The file format in http://wiki.wireshark.org/Development/LibpcapFileFormat has no field for rate or channel of the packets sniffed, i was wondering how wireshark extracts that information. Also please point me to how wireshark calculates the FCS for each packet. Thank you. asked 13 Sep '13, 16:41 emma |
One Answer:
It also has no field for the Ethernet address or type fields, or the PPP address and type fields, or the 802.11 frame control and address fields, or.... :-) Per-link-layer type metadata, such as 802.11 radio information, is provided in "pseudo-headers" that are supplied as part of the packet data. The most common format for 802.11 radio information in pcap (and pcap-ng) files is the radiotap format, but there are some others that may be seen as well. See the tcpdump.org list of link-layer header types for details.
If the capture data includes the FCS, Wireshark uses a 32-bit CRC routine (that routine is part of Wireshark) to calculate what the FCS should be, and compares that with the actual CRC to see whether there's a CRC error. answered 13 Sep '13, 17:52 Guy Harris ♦♦ |
I am wondering how i can get the packet airtime in microseconds, not the beginning (timestamp), i mean the length of the packet but in microseconds
Well, if you're willing to calculate it based on the packet length and the packet data rate (as, for example, SkyBlueTero does; see the tshark command it runs in filter.py), you could parse the radiotap header (if present), looking for the data rate field, and use that, along with the packet length field from the packet's pcap header. (If the packet doesn't have a radio metadata header that gives the data rate, you can't do it).
That is exactly what i was trying to do and i noticed that some pcap files don't have the radio tap header.
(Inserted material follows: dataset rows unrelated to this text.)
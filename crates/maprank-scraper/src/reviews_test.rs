use super::*;

fn review(id: &str, author: &str) -> Review {
    Review {
        id: id.to_string(),
        rating: 5,
        text: String::new(),
        author_name: author.to_string(),
        published_at: None,
        relative_time: "3日前".to_string(),
    }
}

// ---------------------------------------------------------------------------
// detect_new_reviews
// ---------------------------------------------------------------------------

#[test]
fn unseen_reviews_come_back_in_rendered_order() {
    let current = vec![
        review("aaa", "田中太郎"),
        review("bbb", "佐藤花子"),
        review("ccc", "鈴木一郎"),
    ];
    let previous = vec!["bbb".to_string()];
    let fresh = detect_new_reviews(&current, &previous);
    let ids: Vec<&str> = fresh.iter().map(|r| r.id.as_str()).collect();
    assert_eq!(ids, vec!["aaa", "ccc"]);
}

#[test]
fn all_known_yields_empty() {
    let current = vec![review("aaa", "田中太郎"), review("bbb", "佐藤花子")];
    let previous = vec!["aaa".to_string(), "bbb".to_string(), "zzz".to_string()];
    assert!(detect_new_reviews(&current, &previous).is_empty());
}

#[test]
fn empty_history_returns_everything() {
    let current = vec![review("aaa", "田中太郎")];
    assert_eq!(detect_new_reviews(&current, &[]).len(), 1);
}

// ---------------------------------------------------------------------------
// capture_to_review
// ---------------------------------------------------------------------------

#[test]
fn full_card_converts_with_derived_id_and_timestamp() {
    let capture = ReviewCapture {
        author: Some("田中太郎".to_string()),
        rating_label: Some("5 つ星".to_string()),
        relative_time: Some("3日前".to_string()),
        text: Some("とても良いお店でした。".to_string()),
    };
    let review = capture_to_review(&capture).unwrap();
    assert_eq!(review.rating, 5);
    assert_eq!(review.author_name, "田中太郎");
    assert_eq!(review.relative_time, "3日前");
    assert_eq!(review.text, "とても良いお店でした。");
    assert_eq!(review.id, generate_review_id("田中太郎", "3日前", 5));
    assert!(review.published_at.is_some());
}

#[test]
fn unreadable_rating_drops_the_card() {
    let capture = ReviewCapture {
        author: Some("田中太郎".to_string()),
        rating_label: None,
        relative_time: Some("3日前".to_string()),
        text: Some("text".to_string()),
    };
    assert!(capture_to_review(&capture).is_none());

    let junk = ReviewCapture {
        author: Some("田中太郎".to_string()),
        rating_label: Some("stars: none".to_string()),
        relative_time: None,
        text: None,
    };
    assert!(capture_to_review(&junk).is_none());
}

#[test]
fn missing_author_gets_the_placeholder() {
    let capture = ReviewCapture {
        author: None,
        rating_label: Some("4 つ星".to_string()),
        relative_time: Some("1週間前".to_string()),
        text: None,
    };
    let review = capture_to_review(&capture).unwrap();
    assert_eq!(review.author_name, "Anonymous");
    assert_eq!(review.id, generate_review_id("Anonymous", "1週間前", 4));
    assert!(review.text.is_empty());
}

#[test]
fn unmatched_relative_time_leaves_timestamp_unset() {
    let capture = ReviewCapture {
        author: Some("Alice".to_string()),
        rating_label: Some("3 stars".to_string()),
        relative_time: Some("recently".to_string()),
        text: None,
    };
    let review = capture_to_review(&capture).unwrap();
    assert_eq!(review.published_at, None);
    assert_eq!(review.relative_time, "recently");
}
Thank you so much, you have been a great help :)
If they start with an Ethernet header, they were probably not captured in monitor mode; on most OSes, you can only get radio information (and 802.11 headers rather than fake Ethernet headers) in monitor mode.
If they start with an 802.11 header, whoever captured it probably explicitly asked for just 802.11 headers without radiotap headers.